╭──
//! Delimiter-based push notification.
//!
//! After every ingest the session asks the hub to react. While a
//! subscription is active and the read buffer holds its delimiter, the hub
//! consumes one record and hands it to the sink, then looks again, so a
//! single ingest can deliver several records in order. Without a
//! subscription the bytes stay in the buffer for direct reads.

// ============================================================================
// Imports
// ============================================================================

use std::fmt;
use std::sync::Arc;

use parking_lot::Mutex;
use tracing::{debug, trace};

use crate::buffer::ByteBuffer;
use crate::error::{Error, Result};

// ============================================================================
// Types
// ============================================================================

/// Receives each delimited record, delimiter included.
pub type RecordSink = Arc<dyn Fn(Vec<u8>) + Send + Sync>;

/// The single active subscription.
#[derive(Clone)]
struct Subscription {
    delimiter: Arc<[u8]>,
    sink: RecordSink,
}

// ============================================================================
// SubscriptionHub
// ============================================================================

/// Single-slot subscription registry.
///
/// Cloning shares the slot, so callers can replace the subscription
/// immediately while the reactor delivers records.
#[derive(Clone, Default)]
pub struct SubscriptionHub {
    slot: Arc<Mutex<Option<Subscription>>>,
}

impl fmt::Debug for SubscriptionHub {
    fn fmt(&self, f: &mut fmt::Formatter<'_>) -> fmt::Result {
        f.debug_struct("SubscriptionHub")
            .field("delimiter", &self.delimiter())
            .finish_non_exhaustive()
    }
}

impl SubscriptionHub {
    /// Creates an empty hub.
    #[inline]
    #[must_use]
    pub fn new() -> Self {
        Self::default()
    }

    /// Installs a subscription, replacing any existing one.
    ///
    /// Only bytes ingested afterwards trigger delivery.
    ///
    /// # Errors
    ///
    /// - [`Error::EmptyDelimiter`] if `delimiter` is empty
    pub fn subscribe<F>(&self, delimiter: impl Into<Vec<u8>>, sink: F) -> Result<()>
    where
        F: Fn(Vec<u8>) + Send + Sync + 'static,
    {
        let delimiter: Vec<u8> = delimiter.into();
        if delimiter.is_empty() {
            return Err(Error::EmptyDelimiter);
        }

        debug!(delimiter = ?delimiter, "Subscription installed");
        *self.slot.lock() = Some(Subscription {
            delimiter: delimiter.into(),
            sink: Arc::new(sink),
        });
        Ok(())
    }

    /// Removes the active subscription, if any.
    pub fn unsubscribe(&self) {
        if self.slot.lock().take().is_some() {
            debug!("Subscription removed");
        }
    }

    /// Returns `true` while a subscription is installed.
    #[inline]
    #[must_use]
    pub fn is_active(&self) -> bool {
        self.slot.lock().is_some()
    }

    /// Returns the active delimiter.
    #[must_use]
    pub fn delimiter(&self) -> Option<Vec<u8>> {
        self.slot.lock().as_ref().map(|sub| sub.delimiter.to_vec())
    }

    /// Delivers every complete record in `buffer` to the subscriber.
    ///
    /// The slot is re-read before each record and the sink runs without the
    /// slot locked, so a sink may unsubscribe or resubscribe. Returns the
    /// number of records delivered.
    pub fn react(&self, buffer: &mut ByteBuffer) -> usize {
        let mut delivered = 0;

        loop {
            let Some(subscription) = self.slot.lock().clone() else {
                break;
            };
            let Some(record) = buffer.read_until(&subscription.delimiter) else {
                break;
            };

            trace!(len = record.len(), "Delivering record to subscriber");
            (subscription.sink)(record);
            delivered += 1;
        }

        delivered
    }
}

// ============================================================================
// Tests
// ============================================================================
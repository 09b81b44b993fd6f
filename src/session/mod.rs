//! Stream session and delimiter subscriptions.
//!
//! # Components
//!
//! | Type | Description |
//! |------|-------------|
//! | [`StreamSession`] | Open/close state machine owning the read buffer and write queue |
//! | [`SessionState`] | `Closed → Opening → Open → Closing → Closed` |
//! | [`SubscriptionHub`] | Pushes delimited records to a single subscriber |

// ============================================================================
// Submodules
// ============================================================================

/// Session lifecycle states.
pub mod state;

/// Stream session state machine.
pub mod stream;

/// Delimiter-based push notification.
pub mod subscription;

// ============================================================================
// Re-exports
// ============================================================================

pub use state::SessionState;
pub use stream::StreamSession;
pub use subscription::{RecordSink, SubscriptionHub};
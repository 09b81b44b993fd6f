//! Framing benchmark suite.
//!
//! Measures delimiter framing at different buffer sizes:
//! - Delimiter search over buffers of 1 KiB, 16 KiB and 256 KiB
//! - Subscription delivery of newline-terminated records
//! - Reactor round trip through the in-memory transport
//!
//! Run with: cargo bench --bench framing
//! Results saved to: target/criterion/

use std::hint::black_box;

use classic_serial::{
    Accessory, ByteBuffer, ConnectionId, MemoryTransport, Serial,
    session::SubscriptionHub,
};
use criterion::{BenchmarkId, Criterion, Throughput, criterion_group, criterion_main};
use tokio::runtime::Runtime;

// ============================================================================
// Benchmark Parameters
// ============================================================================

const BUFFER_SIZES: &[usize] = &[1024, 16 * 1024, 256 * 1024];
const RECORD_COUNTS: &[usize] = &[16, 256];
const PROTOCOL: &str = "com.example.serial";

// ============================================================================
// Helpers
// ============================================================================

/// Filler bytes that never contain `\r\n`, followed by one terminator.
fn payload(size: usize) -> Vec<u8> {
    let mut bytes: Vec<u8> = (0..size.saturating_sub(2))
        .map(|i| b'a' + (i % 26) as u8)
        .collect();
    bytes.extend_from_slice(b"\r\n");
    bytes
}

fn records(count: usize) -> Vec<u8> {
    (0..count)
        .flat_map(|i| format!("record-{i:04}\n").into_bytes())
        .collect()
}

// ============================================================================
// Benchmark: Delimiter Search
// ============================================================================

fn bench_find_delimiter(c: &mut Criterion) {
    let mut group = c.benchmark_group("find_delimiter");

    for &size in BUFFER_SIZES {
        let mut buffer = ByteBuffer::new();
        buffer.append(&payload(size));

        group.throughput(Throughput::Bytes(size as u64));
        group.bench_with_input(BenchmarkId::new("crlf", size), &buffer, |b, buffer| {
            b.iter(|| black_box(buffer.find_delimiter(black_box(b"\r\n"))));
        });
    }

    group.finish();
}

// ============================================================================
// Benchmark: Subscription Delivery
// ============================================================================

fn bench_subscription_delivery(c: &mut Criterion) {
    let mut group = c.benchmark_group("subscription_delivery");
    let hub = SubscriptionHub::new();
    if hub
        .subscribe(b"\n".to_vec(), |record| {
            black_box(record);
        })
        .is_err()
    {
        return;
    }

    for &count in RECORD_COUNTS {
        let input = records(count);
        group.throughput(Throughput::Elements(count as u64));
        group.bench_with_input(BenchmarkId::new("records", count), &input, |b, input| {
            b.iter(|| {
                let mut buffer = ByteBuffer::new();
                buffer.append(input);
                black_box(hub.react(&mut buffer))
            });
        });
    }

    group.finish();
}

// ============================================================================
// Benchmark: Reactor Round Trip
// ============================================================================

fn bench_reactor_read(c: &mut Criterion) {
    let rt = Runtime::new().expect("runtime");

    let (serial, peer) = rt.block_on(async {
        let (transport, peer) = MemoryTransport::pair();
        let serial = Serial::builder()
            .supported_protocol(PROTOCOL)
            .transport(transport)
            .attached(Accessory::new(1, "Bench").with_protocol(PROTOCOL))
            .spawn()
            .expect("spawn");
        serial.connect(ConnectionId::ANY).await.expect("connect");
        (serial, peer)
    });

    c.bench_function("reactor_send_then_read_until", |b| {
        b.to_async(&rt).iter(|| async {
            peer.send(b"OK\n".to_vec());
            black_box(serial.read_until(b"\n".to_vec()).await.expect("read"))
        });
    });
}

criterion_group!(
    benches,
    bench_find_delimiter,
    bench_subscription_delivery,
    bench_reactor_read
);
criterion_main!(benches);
╰──
Copy out each line in the listing that has the word "async".

Written solution:
    let (serial, peer) = rt.block_on(async {
        b.to_async(&rt).iter(|| async {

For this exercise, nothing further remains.